You can upload trained and finetuned models easily in the public hub using `gt4sd-upload`. The syntax follows the saving pipeline:

```sh
gt4sd-upload --training_pipeline_name paccmann-vae-trainer --model_path /tmp/gt4sd-paccmann-gp --training_name fast-example --target_version fast-example-v0 --algorithm_application PaccMannGPGenerator
```

**NOTE:** GT4SD can be configured to upload models to a custom or self-hosted COS.
An example on self-hosting locally a COS (minio) where to upload your models can be found [here](https://gt4sd.github.io/gt4sd-core/source/gt4sd_server_upload_md.html).

### Additional examples

Find more examples in [notebooks](./notebooks)

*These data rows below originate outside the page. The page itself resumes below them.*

//! Configuration surface stages: open, act, commit/close

use std::sync::Arc;
use std::time::Duration;

use action_locator::{ChainResolver, ElementResolver, LabelSet};
use action_primitives::{
    find_in_id, ActionPrimitives, ClickReport, Condition, LabelQuery, ObserverConfig, Target,
    WaitRequest,
};
use dom_tree::{Document, Element};
use tracing::debug;

use crate::errors::{FlowError, StageExt};
use crate::types::{SurfaceCatalog, SurfaceDisplay};

/// The application's settings surface, driven through the action primitives.
pub struct SettingsSurface {
    primitives: Arc<dyn ActionPrimitives>,
    resolver: ChainResolver<dyn ActionPrimitives>,
    document: Document,
    catalog: Arc<SurfaceCatalog>,
    timeouts: ObserverConfig,
}

impl SettingsSurface {
    pub fn new(
        primitives: Arc<dyn ActionPrimitives>,
        document: Document,
        catalog: Arc<SurfaceCatalog>,
        timeouts: ObserverConfig,
    ) -> Self {
        Self {
            resolver: ChainResolver::new(primitives.clone()),
            primitives,
            document,
            catalog,
            timeouts,
        }
    }

    pub fn catalog(&self) -> &SurfaceCatalog {
        &self.catalog
    }

    pub fn document(&self) -> &Document {
        &self.document
    }

    pub fn flow_timeout(&self) -> Duration {
        self.timeouts.flow_timeout()
    }

    /// Activate the entry point and wait for the surface root.
    pub async fn open(&self, display: SurfaceDisplay) -> Result<Element, FlowError> {
        let entry = self
            .resolver
            .resolve(&self.catalog.all_view_chain(), self.flow_timeout())
            .await
            .stage("open")?;
        self.click(&entry.element, "open").await?;

        let root = self
            .wait(&self.catalog.selectors.settings_root, "open")
            .await?;
        let mode = display.as_css();
        root.set_style("display", mode);
        debug!(display = mode, "settings surface open");
        Ok(root)
    }

    /// Activate the save control if the surface has one. Returns whether it did.
    pub async fn close(&self) -> Result<bool, FlowError> {
        let save = find_in_id(
            &self.document,
            &self.catalog.ids.settings,
            &["button"],
            self.catalog.labels.save.labels(),
        );
        match save {
            Some(button) => {
                self.click(&button, "close").await?;
                debug!("settings surface committed");
                Ok(true)
            }
            None => {
                debug!("no save control; surface auto-commits");
                Ok(false)
            }
        }
    }

    /// Wait for a structural query with the flow-level budget.
    pub async fn wait(&self, selector: &str, stage: &str) -> Result<Element, FlowError> {
        self.primitives
            .wait_for(WaitRequest::css(selector).timeout(self.flow_timeout()))
            .await
            .stage(stage)
    }

    /// Wait for a label match inside region `id`, then click it.
    pub async fn click_label(
        &self,
        id: &str,
        tags: &[&str],
        labels: &LabelSet,
        stage: &str,
    ) -> Result<ClickReport, FlowError> {
        let query: LabelQuery = labels.query(tags, Some(id));
        let target = Condition::Label(query);
        let element = self
            .primitives
            .wait_for(WaitRequest::new(target).timeout(self.flow_timeout()))
            .await
            .stage(stage)?;
        self.click(&element, stage).await
    }

    pub async fn click(&self, element: &Element, stage: &str) -> Result<ClickReport, FlowError> {
        let report = self
            .primitives
            .click_logged(Some(Target::from(element)))
            .await
            .stage(stage)?;
        debug!(stage, action_id = %report.action_id, "stage activated");
        Ok(report)
    }
}
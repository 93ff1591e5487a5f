use anyhow::Result;

#[tokio::main]
async fn main() -> Result<()> {
    schedassist_cli::cli::run().await
}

You can play with them right away using the provided Dockerfile, simply build the image and run it to explore the examples using Jupyter:

```sh
docker build -f Dockerfile -t gt4sd-demo .
docker run -p 8888:8888 gt4sd-demo
```

## Supported packages

Beyond implementing various generative modeling inference and training pipelines GT4SD is designed to provide a high-level API that implement an harmonized interface for several existing packages:

- [GuacaMol](https://github.com/BenevolentAI/guacamol): inference pipelines for the baselines models and training pipelines for LSTM models.
- [Moses](https://github.com/molecularsets/moses): inference pipelines for the baselines models and training pipelines for VAEs and Organ.
- [TorchDrug](https://github.com/DeepGraphLearning/torchdrug): inference and training pipelines for GCPN and GraphAF models. Training pipelines support custom datasets as well as datasets native in TorchDrug.
- [MoLeR](https://github.com/microsoft/molecule-generation): inference pipelines for MoLeR (**MO**lecule-**LE**vel **R**epresentation) generative models for de-novo and scaffold-based generation.
- [TAPE](https://github.com/songlab-cal/tape): encoder modules compatible with the protein language models.
- [PaccMann](https://github.com/PaccMann/): inference pipelines for all algorithms of the PaccMann family as well as training pipelines for the generative VAEs.
- [transformers](https://huggingface.co/transformers): training and inference pipelines for generative models from [HuggingFace Models](https://huggingface.co/models)

## References

If you use `gt4sd` in your projects, please consider citing the following:

```bib
@software{GT4SD,
author = {GT4SD Team},
month = {2},
title = {{GT4SD (Generative Toolkit for Scientific Discovery)}},
url = {https://github.com/GT4SD/gt4sd-core},
version = {main},
year = {2022}
}
```

## License

The `gt4sd` codebase is under MIT license.
For individual model usage, please refer to the model licenses found in the original packages.